En Alicante, al igual que en el resto del Estado, la entrada en vigor de la nueva Ley de Extranjería ha provocado una fuerte respuesta tanto entre la población alicantina como entre los trabajadores inmigrantes. El empleo que se ha generado en los últimos años en Alicante se centra, principalmente, en sectores fuertemente condicionados por la precariedad, como la hostelería, la agricultura, el servicio doméstico o la construcción, lo que ha favorecido el aumento de la inmigración.

Con el fin de articular las iniciativas en contra de la Ley de Extranjería, los trabajadores inmigrantes han formado el Comité de Inmigrantes de Alicante, creándose a continuación una Red de apoyo que agrupa a todas las organizaciones contrarias a la Ley (organizaciones políticas, sindicatos, asociaciones de vecinos, ONG´s…).

La primera iniciativa que se realizó fue una vigilia la misma noche que entraba en vigor la Ley, y debido a la buena acogida que tuvo, se acordó mantener una serie de reuniones semanales en las que se resolvieron las distintas dudas jurídicas que se habían generado, realizándose un folleto en el que se ofrecen una serie de consejos prácticos (ventajas de estar censado, derechos sanitarios y educativos, ¿qué hacer en caso de ser detenido?... ). Al mismo tiempo, en estas asambleas se organizan las distintas actividades destinadas a lograr una mayor concienciación social. Así, hasta el momento junto a las actividades habituales como charlas, vídeo-fórums o un encierro en la Universitat d´Alacant, se han organizado otras como la distribución de permisos de residencias simbólicos en los que se hace referencia tanto al lema "Alicante, ven cuando quieras", como al artículo 13 de la Declaración Universal de los Derechos Humanos, que reconoce el derecho de todo ser humano a residir en el lugar que se elija o donaciones masivas de sangre, realizadas conjuntamente por parte de inmigrantes y de alicantinos, donde se pone de manifiesto tanto la aportación que los trabajadores inmigrantes realizan a la sociedad, como lo absurdo de las distinciones raciales.

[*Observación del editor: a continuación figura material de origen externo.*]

impl ConsoleBuilder {
    pub fn new(config: ConsoleConfig) -> Self {
        Self {
            config,
            transport: None,
            navigator: None,
            notifier: None,
            prefs: None,
            session_file: None,
        }
    }

    pub fn transport(mut self, transport: Arc<dyn Transport>) -> Self {
        self.transport = Some(transport);
        self
    }

    pub fn navigator(mut self, navigator: Arc<dyn Navigator>) -> Self {
        self.navigator = Some(navigator);
        self
    }

    pub fn notifier(mut self, notifier: Arc<dyn Notifier>) -> Self {
        self.notifier = Some(notifier);
        self
    }

    pub fn preferences(mut self, prefs: PreferenceStore) -> Self {
        self.prefs = Some(prefs);
        self
    }

    /// Persist the session across restarts in `file`.
    pub fn session_file(mut self, file: SessionFile) -> Self {
        self.session_file = Some(file);
        self
    }

    /// Defaults: HTTP transport, in-memory navigator starting at `/`,
    /// log notifier, in-memory preferences, no session persistence.
    pub fn build(self) -> Result<Console> {
        let config = self.config;
        let transport: Arc<dyn Transport> = match self.transport {
            Some(transport) => transport,
            None => Arc::new(HttpTransport::new(config.request_timeout)?),
        };
        let navigator = self
            .navigator
            .unwrap_or_else(|| Arc::new(HistoryNavigator::default()));
        let notifier = self.notifier.unwrap_or_else(|| Arc::new(TracingNotifier));
        let prefs = self.prefs.unwrap_or_else(PreferenceStore::in_memory);

        let store = SessionStore::with_expiry_buffer(config.expiry_buffer);
        let factory = ClientFactory::new(config.base_url.clone(), transport);
        let cache = QueryCache::new(config.stale_time);
        let manager = TokenManager::new(store.clone(), factory.clone());
        let switcher = NamespaceSwitcher::new(store.clone(), cache.clone(), prefs.clone());
        let guard = RouteGuard::new(store.clone(), Arc::clone(&navigator), config.routes.clone());
        let poller = SealPoller::new(
            factory.clone(),
            navigator,
            Arc::clone(&notifier),
            config.routes.unseal.clone(),
        )
        .with_interval(config.poll_interval);

        Ok(Console {
            config,
            store,
            factory,
            cache,
            prefs,
            manager,
            switcher,
            guard,
            poller,
            notifier,
            session_file: self.session_file.map(Arc::new),
            persistence: Mutex::new(None),
            poller_handle: Mutex::new(None),
        })
    }
}

pub struct Console {
    config: ConsoleConfig,
    store: SessionStore,
    factory: ClientFactory,
    cache: QueryCache,
    prefs: PreferenceStore,
    manager: TokenManager,
    switcher: NamespaceSwitcher,
    guard: RouteGuard,
    poller: SealPoller,
    notifier: Arc<dyn Notifier>,
    session_file: Option<Arc<SessionFile>>,
    persistence: Mutex<Option<SubscriptionId>>,
    poller_handle: Mutex<Option<PollerHandle>>,
}
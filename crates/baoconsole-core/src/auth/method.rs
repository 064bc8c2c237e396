//! Login methods the console knows about, and discovery of the ones the
//! server has enabled.

use std::collections::BTreeMap;
use std::fmt;

use serde::{Deserialize, Serialize};
use tracing::{debug, warn};

use crate::api::{ApiClient, EnabledAuthMethod};

/// An auth backend type as reported in the `type` column of `sys/auth`.
#[derive(Debug, Clone, PartialEq, Eq, Hash, Serialize, Deserialize)]
#[serde(from = "String", into = "String")]
pub enum AuthMethod {
    Token,
    Userpass,
    Ldap,
    Approle,
    Jwt,
    Oidc,
    Github,
    Other(String),
}

/// Types offered on the login form, in display order.
pub const LOGIN_METHODS: [AuthMethod; 6] = [
    AuthMethod::Token,
    AuthMethod::Userpass,
    AuthMethod::Ldap,
    AuthMethod::Jwt,
    AuthMethod::Oidc,
    AuthMethod::Approle,
];

/// A credential input the login form renders for a method.
#[derive(Debug, Clone, Copy, PartialEq, Eq)]
pub struct AuthField {
    pub name: &'static str,
    pub label: &'static str,
    pub secret: bool,
}

const TOKEN_FIELDS: &[AuthField] = &[AuthField { name: "token", label: "Token", secret: true }];
const USER_FIELDS: &[AuthField] = &[
    AuthField { name: "username", label: "Username", secret: false },
    AuthField { name: "password", label: "Password", secret: true },
];
const JWT_FIELDS: &[AuthField] = &[
    AuthField { name: "role", label: "Role", secret: false },
    AuthField { name: "jwt", label: "JWT", secret: true },
];
const APPROLE_FIELDS: &[AuthField] = &[
    AuthField { name: "role_id", label: "Role ID", secret: false },
    AuthField { name: "secret_id", label: "Secret ID", secret: true },
];

impl AuthMethod {
    pub fn as_str(&self) -> &str {
        match self {
            AuthMethod::Token => "token",
            AuthMethod::Userpass => "userpass",
            AuthMethod::Ldap => "ldap",
            AuthMethod::Approle => "approle",
            AuthMethod::Jwt => "jwt",
            AuthMethod::Oidc => "oidc",
            AuthMethod::Github => "github",
            AuthMethod::Other(other) => other,
        }
    }

    /// Methods that complete in a browser redirect rather than a form post.
    pub fn is_external(&self) -> bool {
        matches!(self, AuthMethod::Oidc | AuthMethod::Github)
    }

    pub fn is_login_method(&self) -> bool {
        LOGIN_METHODS.contains(self)
    }

    /// Mount path used when the request names none.
    pub fn default_mount(&self) -> &str {
        self.as_str()
    }

    pub fn label(&self) -> &str {
        match self {
            AuthMethod::Token => "Token",
            AuthMethod::Userpass => "Username",
            AuthMethod::Ldap => "LDAP",
            AuthMethod::Approle => "AppRole",
            AuthMethod::Jwt => "JWT",
            AuthMethod::Oidc => "OIDC",
            AuthMethod::Github => "GitHub",
            AuthMethod::Other(other) => other,
        }
    }

    pub fn description(&self) -> &'static str {
        match self {
            AuthMethod::Token => "Token authentication.",
            AuthMethod::Userpass => "A simple username and password backend.",
            AuthMethod::Ldap => "LDAP authentication.",
            AuthMethod::Approle => "Machine authentication with a role ID and secret ID.",
            AuthMethod::Jwt | AuthMethod::Oidc => "Authenticate using JWT or OIDC provider.",
            AuthMethod::Github => "Authenticate with a GitHub personal access token.",
            AuthMethod::Other(_) => "",
        }
    }

    /// Inputs the login form collects. External methods collect nothing.
    pub fn fields(&self) -> &'static [AuthField] {
        match self {
            AuthMethod::Token => TOKEN_FIELDS,
            AuthMethod::Userpass | AuthMethod::Ldap => USER_FIELDS,
            AuthMethod::Jwt => JWT_FIELDS,
            AuthMethod::Approle => APPROLE_FIELDS,
            _ => &[],
        }
    }
}

impl From<&str> for AuthMethod {
    fn from(value: &str) -> Self {
        match value.trim().trim_end_matches('/').to_ascii_lowercase().as_str() {
            "token" => AuthMethod::Token,
            "userpass" => AuthMethod::Userpass,
            "ldap" => AuthMethod::Ldap,
            "approle" => AuthMethod::Approle,
            "jwt" => AuthMethod::Jwt,
            "oidc" => AuthMethod::Oidc,
            "github" => AuthMethod::Github,
            other => AuthMethod::Other(other.to_string()),
        }
    }
}

impl From<String> for AuthMethod {
    fn from(value: String) -> Self {
        AuthMethod::from(value.as_str())
    }
}

impl From<AuthMethod> for String {
    fn from(method: AuthMethod) -> Self {
        method.as_str().to_string()
    }
}

impl fmt::Display for AuthMethod {
    fn fmt(&self, f: &mut fmt::Formatter<'_>) -> fmt::Result {
        f.write_str(self.as_str())
    }
}

// ============================================================================
// Pending request
// ============================================================================

/// The credentials gathered by a login form. Lives only for one login call.
#[derive(Clone)]
pub struct PendingAuthRequest {
    pub method: AuthMethod,
    pub credentials: BTreeMap<String, String>,
    pub namespace: Option<String>,
    pub mount_path: Option<String>,
}

impl PendingAuthRequest {
    pub fn new(method: AuthMethod) -> Self {
        Self {
            method,
            credentials: BTreeMap::new(),
            namespace: None,
            mount_path: None,
        }
    }

    pub fn token(token: impl Into<String>) -> Self {
        Self::new(AuthMethod::Token).credential("token", token)
    }

    pub fn userpass(username: impl Into<String>, password: impl Into<String>) -> Self {
        Self::new(AuthMethod::Userpass)
            .credential("username", username)
            .credential("password", password)
    }

    pub fn credential(mut self, name: &str, value: impl Into<String>) -> Self {
        self.credentials.insert(name.to_string(), value.into());
        self
    }

    pub fn namespace(mut self, namespace: impl Into<String>) -> Self {
        self.namespace = Some(namespace.into());
        self
    }

    pub fn mount_path(mut self, mount: impl Into<String>) -> Self {
        self.mount_path = Some(mount.into());
        self
    }

    /// Mount to post to: the explicit path, or the method's default.
    pub fn mount(&self) -> String {
        self.mount_path
            .as_deref()
            .map(|m| m.trim_matches('/'))
            .filter(|m| !m.is_empty())
            .unwrap_or_else(|| self.method.default_mount())
            .to_string()
    }

    /// First non-empty value among `names`.
    pub fn get(&self, names: &[&str]) -> Option<&str> {
        names
            .iter()
            .filter_map(|name| self.credentials.get(*name))
            .map(|v| v.as_str())
            .find(|v| !v.is_empty())
    }
}

// Credential values are secrets; only their names are printed.
impl fmt::Debug for PendingAuthRequest {
    fn fmt(&self, f: &mut fmt::Formatter<'_>) -> fmt::Result {
        f.debug_struct("PendingAuthRequest")
            .field("method", &self.method)
            .field("credentials", &self.credentials.keys().collect::<Vec<_>>())
            .field("namespace", &self.namespace)
            .field("mount_path", &self.mount_path)
            .finish()
    }
}

// ============================================================================
// Discovery
// ============================================================================

/// One selectable entry of the login method picker.
#[derive(Debug, Clone, PartialEq, Eq, Serialize, Deserialize)]
#[cfg_attr(feature = "ts", derive(ts_rs::TS))]
pub struct LoginOption {
    /// `type:path`, unique per mount.
    pub value: String,
    #[cfg_attr(feature = "ts", ts(type = "string"))]
    pub method: AuthMethod,
    pub path: String,
    pub label: String,
    pub description: String,
}

impl LoginOption {
    fn from_enabled(enabled: &EnabledAuthMethod) -> Self {
        let method = AuthMethod::from(enabled.method_type.as_str());
        Self {
            value: format_method_value(method.as_str(), &enabled.path),
            label: method.label().to_string(),
            description: enabled
                .description
                .clone()
                .unwrap_or_else(|| method.description().to_string()),
            path: enabled.path.clone(),
            method,
        }
    }

    /// A login request prefilled with this option's method and mount.
    pub fn request(&self) -> PendingAuthRequest {
        PendingAuthRequest::new(self.method.clone()).mount_path(self.path.clone())
    }
}

pub fn format_method_value(method_type: &str, path: &str) -> String {
    format!("{}:{}", method_type, path)
}

/// Split a `type:path` picker value. Both halves must be non-empty.
pub fn parse_method_value(value: &str) -> Option<(AuthMethod, String)> {
    let (method_type, path) = value.split_once(':')?;
    if method_type.is_empty() || path.is_empty() {
        return None;
    }
    Some((AuthMethod::from(method_type), path.to_string()))
}

/// Offered when the mount table cannot be read.
pub fn fallback_methods() -> Vec<EnabledAuthMethod> {
    [AuthMethod::Userpass, AuthMethod::Token, AuthMethod::Ldap]
        .iter()
        .map(|m| EnabledAuthMethod::new(&format!("{}/", m.as_str()), m.as_str(), Some(m.description())))
        .collect()
}

/// Build picker options from a mount table, keeping only login methods.
pub fn login_options(enabled: &[EnabledAuthMethod]) -> Vec<LoginOption> {
    enabled
        .iter()
        .map(LoginOption::from_enabled)
        .filter(|option| option.method.is_login_method())
        .collect()
}

/// Read `sys/auth` and turn it into picker options. Any failure falls back
/// to the static userpass/token/ldap list.
pub async fn discover_methods(client: &ApiClient) -> Vec<LoginOption> {
    let enabled = match client.list_auth_methods().await {
        Ok(enabled) => {
            debug!(count = enabled.len(), "Loaded enabled auth methods");
            enabled
        }
        Err(e) => {
            warn!(error = %e, "Failed to load auth methods, using defaults");
            fallback_methods()
        }
    };
    login_options(&enabled)
}

#[cfg(test)]
mod tests {
    use super::*;
    use crate::api::{ClientFactory, Method};
    use crate::testing::MockTransport;
    use serde_json::json;
    use std::sync::Arc;

    #[test]
    fn test_method_parsing() {
        assert_eq!(AuthMethod::from("userpass/"), AuthMethod::Userpass);
        assert_eq!(AuthMethod::from("OIDC"), AuthMethod::Oidc);
        assert_eq!(AuthMethod::from("kubernetes"), AuthMethod::Other("kubernetes".to_string()));
        assert!(AuthMethod::Github.is_external());
        assert!(!AuthMethod::Jwt.is_external());
        assert!(AuthMethod::Oidc.fields().is_empty());
    }

    #[test]
    fn test_method_value_format() {
        assert_eq!(format_method_value("ldap", "corp-ldap/"), "ldap:corp-ldap/");
        assert_eq!(
            parse_method_value("ldap:corp-ldap/"),
            Some((AuthMethod::Ldap, "corp-ldap/".to_string()))
        );
        assert_eq!(parse_method_value("ldap:"), None);
        assert_eq!(parse_method_value("ldap"), None);
    }

    #[test]
    fn test_request_mount_defaults_to_type() {
        let req = PendingAuthRequest::userpass("alice", "pw");
        assert_eq!(req.mount(), "userpass");
        let req = req.mount_path("/corp-users/");
        assert_eq!(req.mount(), "corp-users");
    }

    #[test]
    fn test_request_debug_hides_values() {
        let req = PendingAuthRequest::userpass("alice", "hunter2");
        let rendered = format!("{:?}", req);
        assert!(rendered.contains("password"));
        assert!(!rendered.contains("hunter2"));
    }

    #[test]
    fn test_login_options_filter_unsupported() {
        let enabled = vec![
            EnabledAuthMethod::new("kubernetes/", "kubernetes", None),
            EnabledAuthMethod::new("userpass/", "userpass", Some("people")),
            EnabledAuthMethod::new("token/", "token", None),
        ];
        let options = login_options(&enabled);
        assert_eq!(options.len(), 2);
        assert_eq!(options[0].value, "userpass:userpass/");
        assert_eq!(options[0].description, "people");
        assert_eq!(options[1].description, AuthMethod::Token.description());
    }

    #[tokio::test]
    async fn test_discovery_falls_back_on_error() {
        let transport = Arc::new(MockTransport::new());
        transport.respond(Method::Get, "/sys/auth", 500, json!({"errors": ["boom"]}));
        let factory = ClientFactory::new("http://bao.test/v1", transport);

        let options = discover_methods(&factory.unauthenticated()).await;
        let values: Vec<_> = options.iter().map(|o| o.value.as_str()).collect();
        assert_eq!(values, vec!["userpass:userpass/", "token:token/", "ldap:ldap/"]);
    }

    #[tokio::test]
    async fn test_discovery_reads_mount_table() {
        let transport = Arc::new(MockTransport::new());
        transport.respond(
            Method::Get,
            "/sys/auth",
            200,
            json!({"data": {"approle/": {"type": "approle"}, "oidc/": {"type": "oidc"}}}),
        );
        let factory = ClientFactory::new("http://bao.test/v1", transport);

        let options = discover_methods(&factory.unauthenticated()).await;
        assert_eq!(options.len(), 2);
        assert_eq!(options[0].method, AuthMethod::Approle);
        assert!(options[1].method.is_external());
    }
}
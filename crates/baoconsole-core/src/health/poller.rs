use std::sync::atomic::{AtomicBool, Ordering};
use std::sync::Arc;
use std::time::Duration;

use parking_lot::Mutex;
use tokio::task::JoinHandle;
use tokio::time::MissedTickBehavior;
use tracing::{debug, info, warn};

use crate::api::{ClientFactory, SealStatus};
use crate::notify::{Notification, NotificationLevel, Notifier};
use crate::routing::{Location, Navigator};

/// Seal status poll interval.
pub const DEFAULT_POLL_INTERVAL: Duration = Duration::from_secs(10);

#[derive(Debug, Clone, Copy, PartialEq, Eq)]
pub enum PollOutcome {
    Unsealed,
    /// Sealed; the console was sent to the unseal route.
    Sealed,
    SkippedOnUnsealRoute,
    /// A previous poll has not answered yet.
    SkippedInFlight,
    /// The status could not be read. Logged, otherwise ignored.
    Failed,
}

struct PollerInner {
    factory: ClientFactory,
    navigator: Arc<dyn Navigator>,
    notifier: Arc<dyn Notifier>,
    unseal_route: String,
    in_flight: AtomicBool,
    sealed: Mutex<Option<bool>>,
}

/// Polls `sys/seal-status` and forces the unseal route while sealed,
/// whether or not anyone is logged in.
#[derive(Clone)]
pub struct SealPoller {
    inner: Arc<PollerInner>,
    interval: Duration,
}

/// Clears the in-flight flag when a poll ends, however it ends.
struct InFlight<'a>(&'a AtomicBool);

impl Drop for InFlight<'_> {
    fn drop(&mut self) {
        self.0.store(false, Ordering::Release);
    }
}

impl SealPoller {
    pub fn new(
        factory: ClientFactory,
        navigator: Arc<dyn Navigator>,
        notifier: Arc<dyn Notifier>,
        unseal_route: impl Into<String>,
    ) -> Self {
        Self {
            inner: Arc::new(PollerInner {
                factory,
                navigator,
                notifier,
                unseal_route: unseal_route.into(),
                in_flight: AtomicBool::new(false),
                sealed: Mutex::new(None),
            }),
            interval: DEFAULT_POLL_INTERVAL,
        }
    }

    pub fn with_interval(mut self, interval: Duration) -> Self {
        self.interval = interval;
        self
    }

    /// Last observed seal state; `None` before the first successful poll.
    pub fn is_sealed(&self) -> Option<bool> {
        *self.inner.sealed.lock()
    }

    fn on_unseal_route(&self) -> bool {
        self.inner.navigator.current_path() == self.inner.unseal_route
    }

    pub async fn poll_once(&self) -> PollOutcome {
        if self.on_unseal_route() {
            return PollOutcome::SkippedOnUnsealRoute;
        }
        if self.inner.in_flight.swap(true, Ordering::AcqRel) {
            debug!("Seal status poll still in flight, skipping");
            return PollOutcome::SkippedInFlight;
        }
        let _in_flight = InFlight(&self.inner.in_flight);

        // Always unauthenticated and unscoped: seal state is server-wide.
        let status = match self.inner.factory.unauthenticated().seal_status().await {
            Ok(status) => status,
            Err(e) => {
                warn!(error = %e, "Seal status check failed");
                return PollOutcome::Failed;
            }
        };

        self.record_status(&status)
    }

    /// Apply a seal status read elsewhere (an unseal or seal answer) exactly
    /// as if a poll had returned it.
    pub fn record_status(&self, status: &SealStatus) -> PollOutcome {
        let previous = self.inner.sealed.lock().replace(status.sealed);
        if !status.sealed {
            if previous == Some(true) {
                info!("Server unsealed");
            }
            return PollOutcome::Unsealed;
        }

        if previous != Some(true) {
            info!(progress = status.progress, threshold = status.t, "Server is sealed");
            self.inner.notifier.emit(
                Notification::new(NotificationLevel::Warning, "Server is sealed")
                    .with_message("Unseal the server to continue."),
            );
        }
        if !self.on_unseal_route() {
            self.inner.navigator.navigate(&Location::new(self.inner.unseal_route.clone()));
        }
        PollOutcome::Sealed
    }

    /// Poll now and then every interval until the handle is stopped or
    /// dropped. Polls run inside the loop task, so stopping also cancels a
    /// poll still waiting on the server; ticks missed meanwhile are skipped.
    pub fn start(&self) -> PollerHandle {
        let poller = self.clone();
        let handle = tokio::spawn(async move {
            let mut ticker = tokio::time::interval(poller.interval);
            ticker.set_missed_tick_behavior(MissedTickBehavior::Skip);
            loop {
                ticker.tick().await;
                poller.poll_once().await;
            }
        });
        debug!(interval_secs = self.interval.as_secs(), "Seal poller started");
        PollerHandle { handle }
    }
}

/// Running poll loop. Dropping it stops polling.
pub struct PollerHandle {
    handle: JoinHandle<()>,
}

impl PollerHandle {
    pub fn stop(&self) {
        self.handle.abort();
    }

    pub fn is_running(&self) -> bool {
        !self.handle.is_finished()
    }
}

impl Drop for PollerHandle {
    fn drop(&mut self) {
        self.handle.abort();
    }
}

Igualmente se han organizado varias concentraciones y manifestaciones pidiendo papeles para todos, tratando de escoger recorridos que tengan un carácter representativo. Así, una de las manifestaciones partió del monumento a la Constitución, cuyos derechos básicos son negados por la nueva Ley, y terminó en la Aduana del puerto, de donde sale el Ferry hacia Argelia, lugar donde parece que se establece una frontera que excluye del "bienestar de occidente" a todo aquél que haya tenido la desgracia de nacer fuera. Otra de las manifestaciones, sin duda la más numerosa realizada hasta la fecha, recorrió gran parte de la ciudad, realizándose distintas paradas significativas, frente a la Delegación de Gobierno, frente a la Oficina de Inmigración o en la plaza del Ayuntamiento, en las que se leyeron distintos comunicados y se quemaron ejemplares de la Ley. Pero posiblemente lo más destacable es que, en todas estas iniciativas, son los trabajadores inmigrantes los que llevan la voz cantante, lo que ha propiciado que los lemas que en ella se corean tengan un alto contenido político, poniéndose de manifiesto lo que es un enfrentamiento entre clases sociales y no entre nacionalidades, así, junto a los clásicos El pueblo unido jamás será vencido o Viva, la lucha, de la clase obrera, hemos oído otros como Globalización, de la revolución o El Capital, no tiene fronteras, el mismo enemigo, la misma clase obrera, consignas que revelan la conciencia de estos trabajadores, algunos de ellos ya curtidos en distintas luchas en sus países de origen, como los ecuatorianos, colombianos o argentinos.

En definitiva, y a pesar de que las perspectivas de lograr las reivindicaciones no son excesivamente positivas (no parece que el Gobierno esté dispuesto a dar marcha atrás), las movilizaciones han ido creciendo en apoyo popular, lo que seguro que servirá para mantener viva la lucha.